I created this challenge for myself, but I thought it might be cool to share it with all of you as well. I think yoga is a great thing, and I know a lot of you are doing it, so I hope you’ll enjoy this.

Here’s a little info on the challenge:

There will be 30 days in the challenge, five poses per day, with a goal of holding each pose for three minutes. Three minutes may sound like a lot, but I wanted to give myself enough time to figure out the pose, get into it, and hold it for a while. (Would you believe Yin Yoga holds each pose for ten minutes?) Some of the poses I’ve chosen I can get into quickly and really hold well, others I’m pretty horrible at, so don’t feel bad if you have trouble! The whole idea is to take your time and get better at each pose, rather than “flowing” from one thing to another quickly and awkwardly.

Don’t feel bad if you can’t hold the pose for the full time. If it hurts, relax out of it, take a break, and try again. I’ve already tested some of these and I know I’ll have to work up the strength. In the meantime, I’ll do my best, rest as needed, and be kind to myself as I grow stronger and more flexible.

After about day 15, the poses begin to repeat, but in a slightly different order. I was aiming for all unique poses, but with 150 slots to fill, that just wasn’t happening. This challenge includes 65 unique poses and variations, so that’s actually quite a lot of variety.

I highly recommend getting some kind of timer to help you keep track of how long to hold each pose. I have Insight Timer on my tablet, and that’s what I use. I have a 15 minute timer with bells that go off at 3 minute intervals and I have ambient sounds turned on for a really relaxing experience. If you have a mobile device or tablet, there are plenty of timers you can try out. If not, find some sort of timer that isn’t really jarring so that you know when to change poses.

Oh, in case you hadn’t realized, I’m not a yoga pro. I’m just a gal trying to get in better shape and challenge herself, and hoping to encourage some others along the way. I can’t touch my toes (yet) or get my hands in cow face (almost!) but I get better with every day that I practice, and you can too. Feel free to use all the props, bolsters or straps you need to help yourself along. I will be!

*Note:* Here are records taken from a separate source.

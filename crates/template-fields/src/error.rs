//! Error types for field operations.

use std::fmt;
use template_dom::DomError;

/// Result type for field operations.
pub type FieldResult<T> = Result<T, FieldError>;

/// An error raised by a field operation.
#[derive(Debug, Clone, PartialEq, Eq)]
pub struct FieldError {
    /// The error message.
    pub message: String,
    /// The error code.
    pub code: FieldErrorCode,
}

impl FieldError {
    /// Create a new field error.
    pub fn new(message: impl Into<String>, code: FieldErrorCode) -> Self {
        Self {
            message: message.into(),
            code,
        }
    }

    /// Create an unknown field error.
    pub fn unknown_field(id: impl fmt::Display) -> Self {
        Self::new(
            format!("Unknown field: {}", id),
            FieldErrorCode::UnknownField,
        )
    }
}

impl From<DomError> for FieldError {
    fn from(err: DomError) -> Self {
        Self::new(err.message, FieldErrorCode::Dom)
    }
}

impl fmt::Display for FieldError {
    fn fmt(&self, f: &mut fmt::Formatter<'_>) -> fmt::Result {
        write!(f, "{}", self.message)
    }
}

impl std::error::Error for FieldError {}

/// Error codes for field operations.
#[derive(Debug, Clone, Copy, PartialEq, Eq, Hash)]
pub enum FieldErrorCode {
    /// The field id does not belong to the panel, or was removed.
    UnknownField,
    /// The document rejected an operation.
    Dom,
}

impl FieldErrorCode {
    /// Get the error code as a string.
    pub fn as_str(&self) -> &'static str {
        match self {
            Self::UnknownField => "unknown-field",
            Self::Dom => "dom",
        }
    }
}

impl fmt::Display for FieldErrorCode {
    fn fmt(&self, f: &mut fmt::Formatter<'_>) -> fmt::Result {
        write!(f, "{}", self.as_str())
    }
}
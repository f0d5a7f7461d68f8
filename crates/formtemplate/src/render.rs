//! Loading, building and filling a panel.

use crate::config::Config;
use log::{info, warn};
use miette::{miette, IntoDiagnostic, Result};
use resource_loader::{FileTransport, TemplateLoader};
use template_dom::{Document, MemoryDocument};
use template_fields::FieldRegistry;
use template_panel::TemplatePanelBuilder;

/// One field of a rendered panel.
#[derive(Debug, Clone, PartialEq, Eq)]
pub struct FieldRow {
    pub name: String,
    pub kind: String,
    pub value: Option<String>,
}

/// A rendered template.
#[derive(Debug, Clone, PartialEq, Eq)]
pub struct Rendered {
    pub template: String,
    pub html: String,
    pub fields: Vec<FieldRow>,
}

/// What a run produced.
#[derive(Debug)]
pub enum Outcome {
    /// Names of the loaded templates.
    List(Vec<String>),
    /// The rendered panel.
    Panel(Rendered),
}

/// Load the templates named by `config`.
pub async fn load(config: &Config) -> Result<TemplatePanelBuilder> {
    let loader = TemplateLoader::new(FileTransport::new("."));
    let mut builder = TemplatePanelBuilder::new(FieldRegistry::new());
    let messages = config.messages.as_ref().map(|path| path.to_string_lossy());
    let templates = config.templates.to_string_lossy();
    loader
        .load(&mut builder, messages.as_deref(), &templates)
        .await
        .into_diagnostic()?;
    Ok(builder)
}

/// Run the whole pipeline for `config`.
pub async fn run(config: &Config) -> Result<Outcome> {
    let builder = load(config).await?;
    if config.list {
        return Ok(Outcome::List(
            builder.template_names().map(str::to_string).collect(),
        ));
    }
    render(&builder, config).map(Outcome::Panel)
}

/// Build the selected template and apply the configured values.
pub fn render(builder: &TemplatePanelBuilder, config: &Config) -> Result<Rendered> {
    let name = match &config.template {
        Some(name) => name.clone(),
        None => builder
            .template_names()
            .next()
            .map(str::to_string)
            .ok_or_else(|| miette!("No template found in {}", config.templates.display()))?,
    };

    let mut doc = MemoryDocument::new();
    let mut panel = builder
        .build_panel(&name, &mut doc)
        .into_diagnostic()?
        .ok_or_else(|| miette!("Unknown template '{}'", name))?;
    info!("built template '{}' with {} fields", name, panel.len());

    for (field, value) in &config.values {
        let accepted = panel
            .set_field_value(field, Some(value), &mut doc)
            .into_diagnostic()?;
        if !accepted {
            warn!("no field '{}' accepted the value '{}'", field, value);
        }
    }

    let ids: Vec<_> = panel.iter().map(|field| field.id()).collect();
    let mut fields = Vec::with_capacity(ids.len());
    for id in ids {
        let value = panel.value(id, &mut doc).into_diagnostic()?;
        if let Some(field) = panel.field(id) {
            fields.push(FieldRow {
                name: field.name().to_string(),
                kind: field.kind().to_string(),
                value,
            });
        }
    }

    Ok(Rendered {
        template: name,
        html: doc.inner_html(panel.root()),
        fields,
    })
}

#[cfg(test)]
mod tests {
    use super::*;
    use crate::cli::OutputFormat;
    use pretty_assertions::assert_eq;
    use std::path::PathBuf;

    const FORMS: &str = r#"<t:templates xmlns:t="http://www.adnotatio.org/ns/templates#"><t:template t:name="login"><t:input t:name="user"/><t:checkbox t:name="remember" t:value="on"/><t:submit t:label="Go"/></t:template><t:template t:name="empty"/></t:templates>"#;

    fn config(templates: PathBuf) -> Config {
        Config {
            templates,
            messages: None,
            template: None,
            output: OutputFormat::Human,
            values: vec![
                ("user".to_string(), "ada".to_string()),
                ("remember".to_string(), "on".to_string()),
            ],
            list: false,
        }
    }

    #[tokio::test]
    async fn test_render_first_template() {
        let dir = tempfile::tempdir().unwrap();
        let path = dir.path().join("forms.xml");
        std::fs::write(&path, FORMS).unwrap();

        let Outcome::Panel(rendered) = run(&config(path)).await.unwrap() else {
            panic!("expected a panel");
        };
        assert_eq!(rendered.template, "login");
        assert_eq!(
            rendered.fields,
            vec![
                FieldRow {
                    name: "user".into(),
                    kind: "text-input".into(),
                    value: Some("ada".into()),
                },
                FieldRow {
                    name: "remember".into(),
                    kind: "checkbox".into(),
                    value: Some("on".into()),
                },
                FieldRow {
                    name: "Button-0".into(),
                    kind: "submit".into(),
                    value: None,
                },
            ]
        );
        assert!(rendered.html.contains("<button>Go</button>"));
    }

    #[tokio::test]
    async fn test_list_and_missing_template() {
        let dir = tempfile::tempdir().unwrap();
        let path = dir.path().join("forms.xml");
        std::fs::write(&path, FORMS).unwrap();

        let mut list = config(path.clone());
        list.list = true;
        let Outcome::List(names) = run(&list).await.unwrap() else {
            panic!("expected a list");
        };
        assert_eq!(names, vec!["login", "empty"]);

        let mut missing = config(path);
        missing.template = Some("nope".into());
        assert!(run(&missing).await.is_err());
    }

    #[tokio::test]
    async fn test_missing_document_fails() {
        let dir = tempfile::tempdir().unwrap();
        assert!(run(&config(dir.path().join("none.xml"))).await.is_err());
    }
}
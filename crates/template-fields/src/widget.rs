//! Widget construction and values.
//!
//! A realized widget is a small DOM subtree. [`WidgetParts`] remembers the
//! nodes a field needs afterwards; the value itself always lives in the
//! document (attributes, text or markup).

use crate::attributes::Attributes;
use crate::field::FieldId;
use crate::kind::FieldKind;
use crate::namespaces::{ATTR_CHECKED, ATTR_INLINE, ATTR_OPEN, ATTR_SWITCH, ATTR_TOKEN};
use log::warn;
use template_dom::{Document, DomResult, NodeId};

/// Everything needed to build a widget.
#[derive(Debug, Clone, Copy)]
pub(crate) struct WidgetSpec<'a> {
    pub kind: FieldKind,
    pub name: &'a str,
    pub label: Option<&'a str>,
    pub default_value: Option<&'a str>,
    pub attributes: &'a Attributes,
}

/// A tab of a tab container.
#[derive(Debug, Clone, PartialEq, Eq)]
pub struct TabPage {
    /// The panel field shown by the tab.
    pub field: FieldId,
    /// Caption element in the tab bar.
    pub caption: NodeId,
    /// Root element of the panel.
    pub page: NodeId,
}

/// The nodes of a realized widget.
#[derive(Debug, Clone, PartialEq, Eq)]
pub enum WidgetParts {
    /// Element showing text or inert markup.
    Plain { root: NodeId },
    /// Element whose content is the value, as markup.
    Markup { root: NodeId },
    /// `<input>` whose `value` attribute is the value.
    Input { root: NodeId },
    /// `<textarea>` whose text is the value.
    TextArea { root: NodeId },
    /// `<button>`.
    Button { root: NodeId },
    /// Checkbox or radio button.
    Check {
        root: NodeId,
        input: NodeId,
        value: Option<String>,
        default_checked: bool,
    },
    /// Hidden input mirrored by a markup view.
    ReadOnly {
        root: NodeId,
        hidden: NodeId,
        view: NodeId,
    },
    /// Element taking a nested panel in `content`.
    Container { root: NodeId, content: NodeId },
    /// `<details>` with a header slot and a content slot.
    Disclosure {
        root: NodeId,
        header: NodeId,
        content: NodeId,
        header_field: Option<FieldId>,
    },
    /// Tab bar and deck of pages.
    Tabs {
        root: NodeId,
        bar: NodeId,
        deck: NodeId,
        pages: Vec<TabPage>,
        selected: Option<usize>,
    },
}

impl WidgetParts {
    /// Root element of the widget.
    pub fn root(&self) -> NodeId {
        match self {
            Self::Plain { root }
            | Self::Markup { root }
            | Self::Input { root }
            | Self::TextArea { root }
            | Self::Button { root }
            | Self::Check { root, .. }
            | Self::ReadOnly { root, .. }
            | Self::Container { root, .. }
            | Self::Disclosure { root, .. }
            | Self::Tabs { root, .. } => *root,
        }
    }

    /// Build the widget of `spec.kind`.
    pub(crate) fn create(spec: &WidgetSpec<'_>, doc: &mut dyn Document) -> DomResult<Self> {
        let label = spec.label.unwrap_or_default();
        let parts = match spec.kind {
            FieldKind::Html => Self::Markup {
                root: doc.create_element("div"),
            },
            FieldKind::InlineHtml => Self::Markup {
                root: doc.create_element("span"),
            },
            FieldKind::TextInput | FieldKind::Password | FieldKind::Hidden => {
                let kind = match spec.kind {
                    FieldKind::Password => "password",
                    FieldKind::Hidden => "hidden",
                    _ => "text",
                };
                let root = input(doc, kind, spec.name);
                if let Some(value) = spec.default_value {
                    doc.set_attribute(root, "value", value);
                }
                Self::Input { root }
            }
            FieldKind::FileUpload => Self::Plain {
                root: input(doc, "file", spec.name),
            },
            FieldKind::TextArea => {
                let root = doc.create_element("textarea");
                doc.set_attribute(root, "name", spec.name);
                doc.set_text_content(root, spec.default_value.unwrap_or_default());
                Self::TextArea { root }
            }
            FieldKind::Checkbox | FieldKind::Radio => {
                let kind = if spec.kind == FieldKind::Radio {
                    "radio"
                } else {
                    "checkbox"
                };
                let root = doc.create_element("span");
                let input = input(doc, kind, spec.name);
                let caption = doc.create_element("label");
                set_markup(doc, caption, label);
                doc.append_child(root, input)?;
                doc.append_child(root, caption)?;
                let default_checked = spec.attributes.get_bool(ATTR_CHECKED, false);
                set_flag(doc, input, "checked", default_checked);
                Self::Check {
                    root,
                    input,
                    value: spec.default_value.or(spec.label).map(str::to_string),
                    default_checked,
                }
            }
            FieldKind::ReadOnly => {
                let root = doc.create_element("div");
                let hidden = input(doc, "hidden", spec.name);
                let view = doc.create_element("div");
                doc.append_child(root, hidden)?;
                doc.append_child(root, view)?;
                Self::ReadOnly { root, hidden, view }
            }
            FieldKind::Button | FieldKind::Submit | FieldKind::Clear | FieldKind::Cancel => {
                let root = doc.create_element("button");
                doc.set_text_content(root, spec.label.or(spec.default_value).unwrap_or_default());
                Self::Button { root }
            }
            FieldKind::Panel | FieldKind::View => {
                let root = doc.create_element("div");
                Self::Container { root, content: root }
            }
            FieldKind::InlinePanel => {
                let root = doc.create_element("span");
                Self::Container { root, content: root }
            }
            FieldKind::Header => {
                let root = doc.create_element("div");
                if let Some(style) = spec.attributes.get(ATTR_SWITCH) {
                    doc.set_attribute(root, "class", style);
                }
                let content = doc.create_element("div");
                doc.append_child(root, content)?;
                Self::Container { root, content }
            }
            FieldKind::Disclosure => {
                let root = doc.create_element("details");
                let header = doc.create_element("summary");
                let content = doc.create_element("div");
                doc.append_child(root, header)?;
                doc.append_child(root, content)?;
                set_flag(doc, root, "open", spec.attributes.get_bool(ATTR_OPEN, false));
                let caption = doc.create_element("span");
                doc.set_text_content(caption, label);
                doc.append_child(header, caption)?;
                Self::Disclosure {
                    root,
                    header,
                    content,
                    header_field: None,
                }
            }
            FieldKind::Tabs => {
                let root = doc.create_element("div");
                let bar = doc.create_element("div");
                let deck = doc.create_element("div");
                doc.set_attribute(bar, "class", "tab-bar");
                doc.set_attribute(deck, "class", "tab-deck");
                doc.append_child(root, bar)?;
                doc.append_child(root, deck)?;
                Self::Tabs {
                    root,
                    bar,
                    deck,
                    pages: Vec::new(),
                    selected: None,
                }
            }
            FieldKind::BlockLabel | FieldKind::Label => {
                let tag = if spec.kind == FieldKind::BlockLabel {
                    "div"
                } else {
                    "span"
                };
                let root = doc.create_element(tag);
                doc.set_text_content(root, label);
                Self::Plain { root }
            }
            FieldKind::HtmlLabel => {
                let root = doc.create_element("span");
                set_markup(doc, root, label);
                Self::Plain { root }
            }
            FieldKind::Link => {
                let link = doc.create_element("a");
                let token = spec.attributes.get(ATTR_TOKEN).unwrap_or_default();
                doc.set_attribute(link, "href", &format!("#{}", token));
                doc.set_text_content(link, label);
                let root = if spec.attributes.get_bool(ATTR_INLINE, true) {
                    link
                } else {
                    let block = doc.create_element("div");
                    doc.append_child(block, link)?;
                    block
                };
                Self::Plain { root }
            }
        };
        Ok(parts)
    }

    /// Current value.
    pub(crate) fn value(&self, doc: &dyn Document) -> Option<String> {
        match self {
            Self::Markup { root } => Some(doc.inner_html(*root)),
            Self::Input { root } => Some(doc.attribute(*root, "value").unwrap_or_default().to_string()),
            Self::TextArea { root } => Some(doc.text_content(*root)),
            Self::Check { input, value, .. } => {
                if doc.attribute(*input, "checked").is_some() {
                    value.clone()
                } else {
                    None
                }
            }
            Self::ReadOnly { hidden, .. } => {
                Some(doc.attribute(*hidden, "value").unwrap_or_default().to_string())
            }
            _ => None,
        }
    }

    /// Store a value, returning whether it was accepted.
    ///
    /// `label` is the header shown by a disclosure when `value` is `None`.
    pub(crate) fn set_value(
        &mut self,
        value: Option<&str>,
        label: Option<&str>,
        doc: &mut dyn Document,
    ) -> DomResult<bool> {
        let text = value.unwrap_or_default();
        match self {
            Self::Markup { root } => set_markup(doc, *root, text),
            Self::Input { root } => doc.set_attribute(*root, "value", text),
            Self::TextArea { root } => doc.set_text_content(*root, text),
            Self::Check {
                input,
                value: checked_value,
                ..
            } => {
                if checked_value.as_deref() != value {
                    return Ok(false);
                }
                set_flag(doc, *input, "checked", true);
            }
            Self::ReadOnly { hidden, view, .. } => {
                doc.set_attribute(*hidden, "value", text);
                set_markup(doc, *view, text);
            }
            Self::Disclosure { header, .. } => {
                let caption = doc.create_element("span");
                set_markup(doc, caption, value.or(label).unwrap_or_default());
                doc.remove_children(*header);
                doc.append_child(*header, caption)?;
            }
            _ => return Ok(false),
        }
        Ok(true)
    }

    /// Reset the value to its initial state.
    pub(crate) fn clear(&mut self, default_value: Option<&str>, doc: &mut dyn Document) {
        match self {
            Self::Markup { root } => doc.remove_children(*root),
            Self::Input { root } => {
                doc.set_attribute(*root, "value", default_value.unwrap_or_default())
            }
            Self::TextArea { root } => {
                doc.set_text_content(*root, default_value.unwrap_or_default())
            }
            Self::Check {
                input,
                default_checked,
                ..
            } => set_flag(doc, *input, "checked", *default_checked),
            Self::ReadOnly { hidden, view, .. } => {
                doc.set_attribute(*hidden, "value", "");
                doc.remove_children(*view);
            }
            _ => {}
        }
    }

    /// Toggle the `disabled` state of a form control.
    pub(crate) fn set_enabled(&self, enabled: bool, doc: &mut dyn Document) {
        let target = match self {
            Self::Check { input, .. } => *input,
            other => other.root(),
        };
        set_flag(doc, target, "disabled", !enabled);
    }

    /// Element receiving a nested template panel.
    pub(crate) fn content_slot(&self) -> Option<NodeId> {
        match self {
            Self::Container { content, .. } | Self::Disclosure { content, .. } => Some(*content),
            _ => None,
        }
    }
}

fn input(doc: &mut dyn Document, kind: &str, name: &str) -> NodeId {
    let node = doc.create_element("input");
    doc.set_attribute(node, "type", kind);
    doc.set_attribute(node, "name", name);
    node
}

/// Set or remove a boolean HTML attribute.
pub(crate) fn set_flag(doc: &mut dyn Document, node: NodeId, name: &str, on: bool) {
    if on {
        doc.set_attribute(node, name, name);
    } else {
        doc.remove_attribute(node, name);
    }
}

/// Replace the content of `node` with markup, as text when it does not parse.
pub(crate) fn set_markup(doc: &mut dyn Document, node: NodeId, html: &str) {
    if let Err(err) = doc.set_inner_html(node, html) {
        warn!("showing markup as text: {}", err);
        doc.set_text_content(node, html);
    }
}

By the way, even though I called this my morning challenge, you can do it whenever you like each day. I like to do my yoga right after I get up so I don’t get into my day and make excuses, but if you’re following along, feel free to do it whenever it’s convenient for your schedule.

*I make no guarantees that the names of these poses are accurate. Yoga on the internet has gotten kind of sketchy, and it can be hard to know if the names are right. I’ve actually seen poses called “skin cleansing pose” or “funky bird pose,” and there are many variations of each pose, so, while I tried my best, I can’t assure accuracy. If I’ve got one wrong and you can point me to a page with the correct name, I’ll change it.*

I’d love to hear from any of you that try this challenge. I’ll be posting a new installment every day and commenting on it after I complete it, so feel free to check in and let me know how it went for you, how you’re progressing, or just chat.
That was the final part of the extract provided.